Basically, I am trying to select the wrapped text inside the following anchor tag
<a href="..." class="productDetailsLink js-productName">Product Name</a>
This is my current code:
await page.waitForSelector('div > div > div > div > div > a[class = "productDetailsLink js-productName"')
.then(() => page.evaluate(() => {
const itemArray = [];
const itemNodeList = document.querySelectorAll('div > div > div > div > div > a[class = "productDetailsLink js-productName"');
itemNodeList.forEach(item => {
const itemTitle = item.querySelectorAll('div > div > div > div > div > a[class = "productDetailsLink js-productName"').innerText;
console.log(itemTitle);
})
} ))
However, I'm not getting any luck. I've run out of ideas on how to scrape such text.
Upvotes: 3
Views: 1223
Reputation: 11
.innerText worked for me (not .text or .innerHTML)
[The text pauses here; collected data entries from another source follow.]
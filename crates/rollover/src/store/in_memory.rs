//! In-memory record store.
//!
//! Values are held in an `Arc<Mutex<..>>` so clones share state: a test can
//! keep one handle, hand another to a ledger, and inspect or sabotage the
//! store from outside.

use super::RecordStore;
use crate::error::{Error, Result};
use async_trait::async_trait;
use std::sync::Arc;
use tokio::sync::Mutex;

#[derive(Debug)]
struct Inner<T> {
    value: Option<T>,
    fail_writes: bool,
    writes: usize,
}

/// Thread-safe, ephemeral store for a single value.
#[derive(Debug)]
pub struct InMemoryRecordStore<T> {
    inner: Arc<Mutex<Inner<T>>>,
}

impl<T> Clone for InMemoryRecordStore<T> {
    fn clone(&self) -> Self {
        Self {
            inner: Arc::clone(&self.inner),
        }
    }
}

impl<T> Default for InMemoryRecordStore<T> {
    fn default() -> Self {
        Self::new()
    }
}

impl<T> InMemoryRecordStore<T> {
    /// An empty store.
    pub fn new() -> Self {
        Self::seeded(None)
    }

    /// A store that already holds `value`.
    pub fn with_value(value: T) -> Self {
        Self::seeded(Some(value))
    }

    fn seeded(value: Option<T>) -> Self {
        Self {
            inner: Arc::new(Mutex::new(Inner {
                value,
                fail_writes: false,
                writes: 0,
            })),
        }
    }

    /// Make subsequent writes fail (or succeed again).
    pub async fn set_fail_writes(&self, fail: bool) {
        self.inner.lock().await.fail_writes = fail;
    }

    /// Number of successful writes so far.
    pub async fn write_count(&self) -> usize {
        self.inner.lock().await.writes
    }
}

impl<T: Clone> InMemoryRecordStore<T> {
    /// A copy of the stored value.
    pub async fn snapshot(&self) -> Option<T> {
        self.inner.lock().await.value.clone()
    }
}

#[async_trait]
impl<T> RecordStore<T> for InMemoryRecordStore<T>
where
    T: Clone + Send + Sync,
{
    async fn load(&self) -> Result<Option<T>> {
        Ok(self.inner.lock().await.value.clone())
    }

    async fn save(&self, value: &T) -> Result<()> {
        let mut inner = self.inner.lock().await;
        if inner.fail_writes {
            return Err(Error::Persistence(
                "in-memory store is rejecting writes".to_string(),
            ));
        }
        inner.value = Some(value.clone());
        inner.writes += 1;
        Ok(())
    }
}
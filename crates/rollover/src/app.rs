//! Application context for CLI command execution.
//!
//! Locates the `.rollover/` directory, loads its configuration and opens a
//! [`CycleLedger`] over the file-backed stores.
//!
//! # Example
//!
//! ```no_run
//! use rollover::app::App;
//! use std::path::Path;
//!
//! #[tokio::main(flavor = "current_thread")]
//! async fn main() -> anyhow::Result<()> {
//!     let app = App::from_directory(Path::new(".")).await?;
//!     println!("{:?}", app.ledger().current().await.milestone_name);
//!     Ok(())
//! }
//! ```

use crate::clock::{Clock, SystemClock};
use crate::commands::init::{
    find_rollover_root, CONFIG_FILE_NAME, CYCLE_FILE_NAME, HISTORY_FILE_NAME, ROLLOVER_DIR_NAME,
};
use crate::config::RolloverConfig;
use crate::error::{Error, Result};
use crate::ledger::CycleLedger;
use crate::store::{create_stores, StoreBackend};
use std::path::{Path, PathBuf};
use std::sync::Arc;

/// Application context for CLI operations.
pub struct App {
    ledger: CycleLedger,
    rollover_dir: PathBuf,
}

impl std::fmt::Debug for App {
    fn fmt(&self, f: &mut std::fmt::Formatter<'_>) -> std::fmt::Result {
        f.debug_struct("App")
            .field("rollover_dir", &self.rollover_dir)
            .field("ledger", &self.ledger)
            .finish()
    }
}

impl App {
    /// Create an App instance from the given working directory.
    ///
    /// Searches up the directory tree for `.rollover/`.
    ///
    /// # Errors
    ///
    /// Returns an error if no repository is found, the configuration is
    /// invalid, or the stored records cannot be read.
    pub async fn from_directory(working_dir: &Path) -> Result<Self> {
        Self::from_directory_with_clock(working_dir, Arc::new(SystemClock)).await
    }

    /// Like [`from_directory`](Self::from_directory) with an explicit clock.
    ///
    /// # Errors
    ///
    /// See [`from_directory`](Self::from_directory).
    pub async fn from_directory_with_clock(
        working_dir: &Path,
        clock: Arc<dyn Clock>,
    ) -> Result<Self> {
        let root_dir = find_rollover_root(working_dir).ok_or(Error::NotInitialized)?;
        let rollover_dir = root_dir.join(ROLLOVER_DIR_NAME);

        let config = RolloverConfig::load(&rollover_dir.join(CONFIG_FILE_NAME)).await?;
        let stores = create_stores(StoreBackend::Files {
            cycle_path: rollover_dir.join(CYCLE_FILE_NAME),
            history_path: rollover_dir.join(HISTORY_FILE_NAME),
        });
        let ledger = CycleLedger::open(stores, config, clock).await?;

        Ok(Self {
            ledger,
            rollover_dir,
        })
    }

    /// The ledger over this repository's records.
    pub fn ledger(&self) -> &CycleLedger {
        &self.ledger
    }

    /// Get the path to the rollover directory.
    pub fn rollover_dir(&self) -> &Path {
        &self.rollover_dir
    }
}

#[cfg(test)]
mod tests {
    use super::*;
    use crate::commands::init;
    use tempfile::TempDir;

    #[tokio::test]
    async fn app_from_initialized_directory() {
        let temp_dir = TempDir::new().unwrap();
        init::init(temp_dir.path(), Some("14 KW 23")).await.unwrap();

        let app = App::from_directory(temp_dir.path()).await.unwrap();

        assert!(app.rollover_dir().ends_with(".rollover"));
        assert_eq!(
            app.ledger().current().await.milestone_name.as_deref(),
            Some("14 KW 23")
        );
        assert!(app.ledger().history().await.is_empty());
    }

    #[tokio::test]
    async fn app_from_subdirectory() {
        let temp_dir = TempDir::new().unwrap();
        init::init(temp_dir.path(), None).await.unwrap();
        let sub_dir = temp_dir.path().join("src").join("lib");
        std::fs::create_dir_all(&sub_dir).unwrap();

        assert!(App::from_directory(&sub_dir).await.is_ok());
    }

    #[tokio::test]
    async fn app_from_uninitialized_directory() {
        let temp_dir = TempDir::new().unwrap();

        let err = App::from_directory(temp_dir.path()).await.unwrap_err();
        assert!(err.to_string().contains("Not a rollover repository"));
    }
}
Credit: saw it here: https://learnscraping.com/nodejs-web-scraping-with-puppeteer/
for the selector: choose to Inspect and Copy -> JS path.
below I copied the JS Path of the "Advanced help" link here:
document.querySelector("#mdhelp-tabs > li.float-right > a")
Yes, it comes with "document.querySelector" and all ready to paste in the puppeteer Node.js code
Upvotes: 0
Reputation: 3529
If those class attributes are unique to that particular anchor <a href="..." class="productDetailsLink js-productName">Product Name</a>
, Following method could be used:
await page.evaluate(() => {
let anchorText = document.querySelector('a.productDetailsLink.js-productName').innerHTML;
console.info("anchorText::", anchorText);
});
/*OR another way*/
await page.$eval('a.productDetailsLink.js-productName', e => e.innerHTML);
If there are a list of anchors:
await page.evaluate(() => {
let anchorList = document.querySelectorAll('a.productDetailsLink.js-productName');
anchorList.forEach(e => {
let anchorText = e.innerHTML;
console.info("anchorText::", anchorText);
});
});
Upvotes: 1
Reputation: 1013
Not sure how Puppeteer works but I've had great success using cheerio
(https://www.npmjs.com/package/cheerio) for parsing scraped html with phantom
.
I think you can use puppeteer like phatom for scraping and use cheerio on the scraped HTML content like this below:
const cheerio = require('cherio');
const $ = cheerio.load(content); // content is your HTML scraped
result = $('. productDetailsLink').text();
Upvotes: 1